Output every line below without omitting or altering anything.

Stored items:
+-------+
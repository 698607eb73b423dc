use anyhow::Result;
use schemars::JsonSchema;
use serde::{Deserialize, Serialize};

pub const API_SCHEMA_VERSION: u32 = 1;

/// Body of `POST /api/query/`.
#[derive(Debug, Serialize, Deserialize, Clone, Default, JsonSchema)]
pub struct QueryRequest {
    #[serde(default)]
    pub query: Option<String>,
    /// Truncate the ranked list; all datasets are returned when absent.
    #[serde(default)]
    pub limit: Option<usize>,
}

impl QueryRequest {
    /// Returns the trimmed query text, or `None` when it is missing or blank.
    #[must_use]
    pub fn query_text(&self) -> Option<&str> {
        self.query
            .as_deref()
            .map(str::trim)
            .filter(|text| !text.is_empty())
    }
}

/// One ranked recommendation as returned by the query API.
#[derive(Debug, Serialize, Deserialize, Clone, PartialEq, JsonSchema)]
pub struct DatasetResult {
    pub id: u64,
    pub title: String,
    pub description: String,
    pub url: String,
    pub size: String,
    pub format: String,
    pub similarity_score: f32,
}

#[derive(Debug, Serialize, Deserialize, Clone, PartialEq, Eq, JsonSchema)]
#[serde(rename_all = "snake_case")]
pub enum ErrorCode {
    InvalidRequest,
    Unauthorized,
    NotFound,
    Conflict,
    NotFitted,
    EmbeddingFailed,
    DimensionMismatch,
    Internal,
}

impl ErrorCode {
    #[must_use]
    pub const fn as_str(&self) -> &'static str {
        match self {
            Self::InvalidRequest => "invalid_request",
            Self::Unauthorized => "unauthorized",
            Self::NotFound => "not_found",
            Self::Conflict => "conflict",
            Self::NotFitted => "not_fitted",
            Self::EmbeddingFailed => "embedding_failed",
            Self::DimensionMismatch => "dimension_mismatch",
            Self::Internal => "internal",
        }
    }
}

#[derive(Debug, Serialize, Deserialize, Clone, JsonSchema)]
pub struct ErrorEnvelope {
    pub code: ErrorCode,
    pub message: String,
    #[serde(default, skip_serializing_if = "Option::is_none")]
    pub details: Option<serde_json::Value>,
    #[serde(default, skip_serializing_if = "Option::is_none")]
    pub hint: Option<String>,
}

impl ErrorEnvelope {
    pub fn new(code: ErrorCode, message: impl Into<String>) -> Self {
        Self {
            code,
            message: message.into(),
            details: None,
            hint: None,
        }
    }

    #[must_use]
    pub fn with_details(mut self, details: serde_json::Value) -> Self {
        self.details = Some(details);
        self
    }

    #[must_use]
    pub fn with_hint(mut self, hint: impl Into<String>) -> Self {
        self.hint = Some(hint.into());
        self
    }
}

/// Top-level error body: `{"error": {...}}`.
#[derive(Debug, Serialize, Deserialize, Clone, JsonSchema)]
pub struct ErrorResponse {
    pub error: ErrorEnvelope,
}

#[derive(Debug, Serialize, Deserialize, Clone, PartialEq, Eq, JsonSchema)]
pub struct HealthReport {
    pub status: String,
    pub schema_version: u32,
    pub datasets: usize,
    pub embeddings: usize,
    pub lexical_dim: usize,
    pub dense_dim: usize,
}

pub fn serialize_json<T: Serialize>(value: &T) -> Result<String> {
    serde_json::to_string(value).map_err(Into::into)
}

/// JSON Schemas of the query API bodies, served at `GET /api/schema/`.
#[must_use]
pub fn api_schemas() -> serde_json::Value {
    serde_json::json!({
        "schema_version": API_SCHEMA_VERSION,
        "query_request": schemars::schema_for!(QueryRequest),
        "query_response": schemars::schema_for!(Vec<DatasetResult>),
        "error_response": schemars::schema_for!(ErrorResponse),
        "health": schemars::schema_for!(HealthReport),
    })
}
+-------+
> **FINISHED EXERCISE**
repository 698607eb73b423dc
use anyhow::Result;
use schemars::JsonSchema;
use serde::{Deserialize, Serialize};

pub const API_SCHEMA_VERSION: u32 = 1;

/// Body of `POST /api/query/`.
#[derive(Debug, Serialize, Deserialize, Clone, Default, JsonSchema)]
pub struct QueryRequest {
    #[serde(default)]
    pub query: Option<String>,
    /// Truncate the ranked list; all datasets are returned when absent.
    #[serde(default)]
    pub limit: Option<usize>,
}

impl QueryRequest {
    /// Returns the trimmed query text, or `None` when it is missing or blank.
    #[must_use]
    pub fn query_text(&self) -> Option<&str> {
        self.query
            .as_deref()
            .map(str::trim)
            .filter(|text| !text.is_empty())
    }
}

/// One ranked recommendation as returned by the query API.
#[derive(Debug, Serialize, Deserialize, Clone, PartialEq, JsonSchema)]
pub struct DatasetResult {
    pub id: u64,
    pub title: String,
    pub description: String,
    pub url: String,
    pub size: String,
    pub format: String,
    pub similarity_score: f32,
}

#[derive(Debug, Serialize, Deserialize, Clone, PartialEq, Eq, JsonSchema)]
#[serde(rename_all = "snake_case")]
pub enum ErrorCode {
    InvalidRequest,
    Unauthorized,
    NotFound,
    Conflict,
    NotFitted,
    EmbeddingFailed,
    DimensionMismatch,
    Internal,
}

impl ErrorCode {
    #[must_use]
    pub const fn as_str(&self) -> &'static str {
        match self {
            Self::InvalidRequest => "invalid_request",
            Self::Unauthorized => "unauthorized",
            Self::NotFound => "not_found",
            Self::Conflict => "conflict",
            Self::NotFitted => "not_fitted",
            Self::EmbeddingFailed => "embedding_failed",
            Self::DimensionMismatch => "dimension_mismatch",
            Self::Internal => "internal",
        }
    }
}

#[derive(Debug, Serialize, Deserialize, Clone, JsonSchema)]
pub struct ErrorEnvelope {
    pub code: ErrorCode,
    pub message: String,
    #[serde(default, skip_serializing_if = "Option::is_none")]
    pub details: Option<serde_json::Value>,
    #[serde(default, skip_serializing_if = "Option::is_none")]
    pub hint: Option<String>,
}

impl ErrorEnvelope {
    pub fn new(code: ErrorCode, message: impl Into<String>) -> Self {
        Self {
            code,
            message: message.into(),
            details: None,
            hint: None,
        }
    }

    #[must_use]
    pub fn with_details(mut self, details: serde_json::Value) -> Self {
        self.details = Some(details);
        self
    }

    #[must_use]
    pub fn with_hint(mut self, hint: impl Into<String>) -> Self {
        self.hint = Some(hint.into());
        self
    }
}

/// Top-level error body: `{"error": {...}}`.
#[derive(Debug, Serialize, Deserialize, Clone, JsonSchema)]
pub struct ErrorResponse {
    pub error: ErrorEnvelope,
}

#[derive(Debug, Serialize, Deserialize, Clone, PartialEq, Eq, JsonSchema)]
pub struct HealthReport {
    pub status: String,
    pub schema_version: u32,
    pub datasets: usize,
    pub embeddings: usize,
    pub lexical_dim: usize,
    pub dense_dim: usize,
}

pub fn serialize_json<T: Serialize>(value: &T) -> Result<String> {
    serde_json::to_string(value).map_err(Into::into)
}

/// JSON Schemas of the query API bodies, served at `GET /api/schema/`.
#[must_use]
pub fn api_schemas() -> serde_json::Value {
    serde_json::json!({
        "schema_version": API_SCHEMA_VERSION,
        "query_request": schemars::schema_for!(QueryRequest),
        "query_response": schemars::schema_for!(Vec<DatasetResult>),
        "error_response": schemars::schema_for!(ErrorResponse),
        "health": schemars::schema_for!(HealthReport),
    })
}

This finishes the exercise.